Among the many important gardening techniques, alongside watering, fertilization, grafting and pouring, there is the fundamental technique of pruning: since this is a common term and also used in other fields, prune means remove some parts of the plant to give it more strength and thus make it grow better. You can intuitively understand how the parts to be pruned, or eliminated, are the sick ones or the older and unproductive ones (if it is a fruit plant, for example); this speech is right and valid, but precisely because pruning is not a trivial technique, you must know that only experience and knowledge can tell which branches and parts of the plant in general are to be eliminated to make them give their best, not necessarily the sick and older ones. Examples? The olive tree: this plant, very widespread in Italy, has the purpose of producing the olives with which to produce the precious oil; in this case neither the oldest nor the youngest branch should be pruned, because the former must offer the bearing to all the others, young and fresh, which can produce beautiful olives. So, just in case, the branches to be pruned are the average ones that we find inside the plant (also for a matter of improving aeration).

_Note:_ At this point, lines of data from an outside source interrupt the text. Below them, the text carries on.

use log::{debug, info, warn};
use minilp::{ComparisonOp, LinearExpr, OptimizationDirection, Problem, Variable};
use serde::{Deserialize, Serialize};
use std::collections::BTreeMap;
use std::fmt;

use super::sequential::allocate_sequential;
use super::{assemble_mix, AdditiveVolumes, Allocation, AllocationContext, AllocationMethod, ComponentRole, VOLUME_EPSILON};
use crate::catalog::AdditiveRole;
use crate::config::{CalculationConfig, ToleranceConfig};
use crate::error::{TpnError, TpnResult};
use crate::nutrient::Nutrient;
use crate::requirements::{Requirement, Requirements};
use crate::trace::CalculationTrace;

/// Weight on every non-base fraction, so ties go to the base solution.
const BASE_PREFERENCE: f64 = 1e-6;
const CAPACITY_TOLERANCE: f64 = 1e-6; // mL
const BAND_SLACK: f64 = 1e-9;

/// Band the linear program was solved in.
#[derive(Debug, Clone, Copy, PartialEq, Eq, Serialize, Deserialize)]
#[serde(rename_all = "snake_case")]
pub enum BandLevel {
    Within,
    Degraded,
}

#[derive(Debug, Clone, Copy, PartialEq, Eq, Serialize, Deserialize)]
#[serde(rename_all = "snake_case")]
pub enum BandStatus {
    Within,
    Degraded,
    OutOfBand,
}

impl fmt::Display for BandStatus {
    fn fmt(&self, f: &mut fmt::Formatter<'_>) -> fmt::Result {
        let text = match self {
            BandStatus::Within => "within",
            BandStatus::Degraded => "degraded",
            BandStatus::OutOfBand => "out of band",
        };
        f.write_str(text)
    }
}

/// Delivered amount of one targeted nutrient against its requirement.
#[derive(Debug, Clone, Copy, PartialEq, Serialize, Deserialize)]
pub struct NutrientAssessment {
    pub nutrient: Nutrient,
    pub target: f64,
    pub delivered: f64,
    pub ratio: f64,
    pub status: BandStatus,
}

/// A liquid the program may draw on, with its per-mL amount of each
/// constrained nutrient.
struct Source {
    name: String,
    role: ComponentRole,
    per_ml: Vec<f64>,
}

pub fn allocate_tolerance_band(
    ctx: &AllocationContext<'_>,
    config: &CalculationConfig,
    trace: &mut CalculationTrace,
) -> TpnResult<Allocation> {
    let active: Vec<Requirement> = ctx.requirements.active().copied().collect();
    check_designated_sources(ctx, &active)?;
    let sources = collect_sources(ctx, &active)?;

    trace.section("Tolerance band");
    trace.line(format!(
        "{} candidate liquids, {} constrained nutrients",
        sources.len(),
        active.len()
    ));

    let bands = [
        (BandLevel::Within, config.tolerance.within),
        (BandLevel::Degraded, config.tolerance.degraded),
    ];

    for (level, fraction) in bands {
        match solve_band(ctx.budget, &sources, &active, fraction)? {
            Some(fractions) => {
                if level == BandLevel::Degraded {
                    warn!(
                        "No mix within ±{:.0}% of every target; accepted the ±{:.0}% band",
                        config.tolerance.within * 100.0,
                        fraction * 100.0
                    );
                    trace.line(format!(
                        "Warning: targets reachable only within the degraded ±{:.0}% band",
                        fraction * 100.0
                    ));
                } else {
                    trace.line(format!("Solved within ±{:.0}% of every target", fraction * 100.0));
                }

                let components = build_components(ctx, &sources, &fractions, trace)?;
                info!("Tolerance-band allocation solved in the ±{:.0}% band", fraction * 100.0);
                return Ok(Allocation {
                    components,
                    method: AllocationMethod::ToleranceBand { level, fraction },
                });
            }
            None => {
                debug!("Band ±{:.0}% infeasible", fraction * 100.0);
                trace.line(format!("No mix within ±{:.0}% of every target", fraction * 100.0));
            }
        }
    }

    warn!("Tolerance bands infeasible, falling back to sequential allocation");
    trace.line("Falling back to sequential allocation");

    let fallback = allocate_sequential(ctx, config.base_volume, trace)?;
    let rounds = match fallback.method {
        AllocationMethod::Sequential { rounds, .. } => rounds,
        _ => 1,
    };
    Ok(Allocation {
        components: fallback.components,
        method: AllocationMethod::SequentialFallback { rounds },
    })
}

/// A nutrient the full budget of base cannot cover needs its designated additive.
fn check_designated_sources(ctx: &AllocationContext<'_>, active: &[Requirement]) -> TpnResult<()> {
    for requirement in active {
        let nutrient = requirement.nutrient;
        if ctx.base.per_ml(nutrient)? * ctx.budget >= requirement.daily {
            continue;
        }
        let additive = ctx
            .roles
            .resolve(AdditiveRole::for_nutrient(nutrient), ctx.additives)?;
        additive.supplying_per_ml(nutrient)?;
    }
    Ok(())
}

fn collect_sources(ctx: &AllocationContext<'_>, active: &[Requirement]) -> TpnResult<Vec<Source>> {
    let mut sources = Vec::new();

    let per_ml = active
        .iter()
        .map(|r| ctx.base.per_ml(r.nutrient))
        .collect::<TpnResult<Vec<_>>>()?;
    sources.push(Source {
        name: ctx.base.name.clone(),
        role: ComponentRole::Base,
        per_ml,
    });

    for role in AdditiveRole::SUPPLYING {
        let name = ctx.roles.name(role);
        if sources.iter().any(|s| s.name == name) {
            continue;
        }
        if let Some(additive) = ctx.additives.get(name) {
            let per_ml = active
                .iter()
                .map(|r| additive.per_ml(r.nutrient))
                .collect::<TpnResult<Vec<_>>>()?;
            sources.push(Source {
                name: name.to_string(),
                role: ComponentRole::Additive(role),
                per_ml,
            });
        }
    }

    // Plain water unless the catalog says otherwise
    let per_ml = match ctx.additives.get(&ctx.roles.diluent) {
        Some(diluent) => active
            .iter()
            .map(|r| diluent.per_ml(r.nutrient))
            .collect::<TpnResult<Vec<_>>>()?,
        None => vec![0.0; active.len()],
    };
    sources.push(Source {
        name: ctx.roles.diluent.clone(),
        role: ComponentRole::Diluent,
        per_ml,
    });

    Ok(sources)
}

/// Solves for budget fractions keeping every delivered/required ratio in
/// `[1 - fraction, 1 + fraction]`. Returns `None` when no such mix exists.
fn solve_band(
    budget: f64,
    sources: &[Source],
    active: &[Requirement],
    fraction: f64,
) -> TpnResult<Option<Vec<f64>>> {
    let mut problem = Problem::new(OptimizationDirection::Minimize);

    let shares: Vec<Variable> = sources
        .iter()
        .map(|source| {
            let cost = if source.role == ComponentRole::Base { 0.0 } else { BASE_PREFERENCE };
            problem.add_var(cost, (0.0, f64::INFINITY))
        })
        .collect();

    let mut total = LinearExpr::empty();
    for share in &shares {
        total.add(*share, 1.0);
    }
    problem.add_constraint(total, ComparisonOp::Eq, 1.0);

    for (k, requirement) in active.iter().enumerate() {
        let over = problem.add_var(1.0, (0.0, f64::INFINITY));
        let under = problem.add_var(1.0, (0.0, f64::INFINITY));

        let ratio_terms: Vec<(Variable, f64)> = sources
            .iter()
            .zip(&shares)
            .map(|(source, share)| (*share, source.per_ml[k] * budget / requirement.daily))
            .collect();
        let ratio = || {
            let mut expr = LinearExpr::empty();
            for (share, coeff) in &ratio_terms {
                expr.add(*share, *coeff);
            }
            expr
        };

        // ratio - over + under = 1
        let mut deviation = ratio();
        deviation.add(over, -1.0);
        deviation.add(under, 1.0);
        problem.add_constraint(deviation, ComparisonOp::Eq, 1.0);

        problem.add_constraint(ratio(), ComparisonOp::Le, 1.0 + fraction);
        problem.add_constraint(ratio(), ComparisonOp::Ge, 1.0 - fraction);
    }

    match problem.solve() {
        Ok(solution) => {
            debug!(
                "Band ±{:.0}%: objective {:.6e}",
                fraction * 100.0,
                solution.objective()
            );
            Ok(Some(shares.iter().map(|share| solution[*share].max(0.0)).collect()))
        }
        Err(minilp::Error::Infeasible) => Ok(None),
        Err(minilp::Error::Unbounded) => Err(TpnError::Allocation(
            "Tolerance-band program is unbounded".to_string(),
        )),
    }
}

/// Turns budget fractions into volumes; the diluent takes the residual.
fn build_components(
    ctx: &AllocationContext<'_>,
    sources: &[Source],
    fractions: &[f64],
    trace: &mut CalculationTrace,
) -> TpnResult<Vec<super::MixComponent>> {
    let budget = ctx.budget;
    let mut base_volume = 0.0;
    let mut additives = AdditiveVolumes::default();

    for (source, fraction) in sources.iter().zip(fractions) {
        let mut volume = fraction * budget;
        if volume < VOLUME_EPSILON {
            volume = 0.0;
        }
        match source.role {
            ComponentRole::Base => base_volume = volume,
            ComponentRole::Additive(role) => additives.add(&source.name, role, volume),
            ComponentRole::Diluent => continue,
        }
        trace.line(format!(
            "{}: {:.4} × {:.2} mL/day = {:.2} mL/day",
            source.name, fraction, budget, volume
        ));
    }

    let required = base_volume + additives.total();
    let diluent = budget - required;
    if diluent < -CAPACITY_TOLERANCE {
        return Err(TpnError::CapacityExceeded {
            required,
            budget,
            excess: required - budget,
        });
    }
    let diluent = diluent.max(0.0);
    trace.line(format!(
        "Diluent ({}): {:.2} − {:.2} = {:.2} mL/day",
        ctx.roles.diluent, budget, required, diluent
    ));

    Ok(assemble_mix(&ctx.base.name, base_volume, additives, &ctx.roles.diluent, diluent))
}

/// Grades each targeted nutrient by how far delivery strays from the requirement.
pub fn assess(
    requirements: &Requirements,
    delivered: &BTreeMap<Nutrient, f64>,
    tolerance: &ToleranceConfig,
) -> Vec<NutrientAssessment> {
    requirements
        .active()
        .map(|requirement| {
            let actual = delivered.get(&requirement.nutrient).copied().unwrap_or(0.0);
            let ratio = actual / requirement.daily;
            let deviation = (ratio - 1.0).abs();

            let status = if deviation <= tolerance.within + BAND_SLACK {
                BandStatus::Within
            } else if deviation <= tolerance.degraded + BAND_SLACK {
                BandStatus::Degraded
            } else {
                BandStatus::OutOfBand
            };

            NutrientAssessment {
                nutrient: requirement.nutrient,
                target: requirement.daily,
                delivered: actual,
                ratio,
                status,
            }
        })
        .collect()
}

/// Fails on the first nutrient delivered at `fatal_ratio` times its target or
/// more, or not delivered at all.
pub fn check_fatal(assessments: &[NutrientAssessment], tolerance: &ToleranceConfig) -> TpnResult<()> {
    match assessments
        .iter()
        .find(|a| a.ratio >= tolerance.fatal_ratio || a.ratio <= 0.0)
    {
        Some(a) => Err(TpnError::ToleranceViolation {
            nutrient: a.nutrient,
            target: a.target,
            actual: a.delivered,
            ratio: a.ratio,
        }),
        None => Ok(()),
    }
}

Jasmine pruning: Jasmine pruning

Jasmine is a flowering plant widely used to decorate gardens, terraces, pergolas because it has abundant, colorful and much appreciated flowering. It is a plant with a climbing character in most of the most common species, so it is a case in which pruning is essential for the correct growth of the plant itself. Not only that, contrary to the previous example, our pruning does not have the primary purpose of strengthening the plant to make it have a better fruit production. For jasmine (but this is the case for practically all plants) two types of pruning must be distinguished, the formative one that is to be implemented in the first years of life and aims to cut the plant in the right places to give it the desired shape, and that of maintenance that takes place in the following years of life to ensure that the plant maintains the standards achieved. In any case, for a climbing plant such as jasmine, the aim is to keep the specimen branched from the bottom, so that it presents a unique array of flowers and not starting from a certain height. Subsequently, too old and woody branches (not very green) must be eliminated because they produce little inflorescence (rather common case but it is certain that this is the case in jasmine).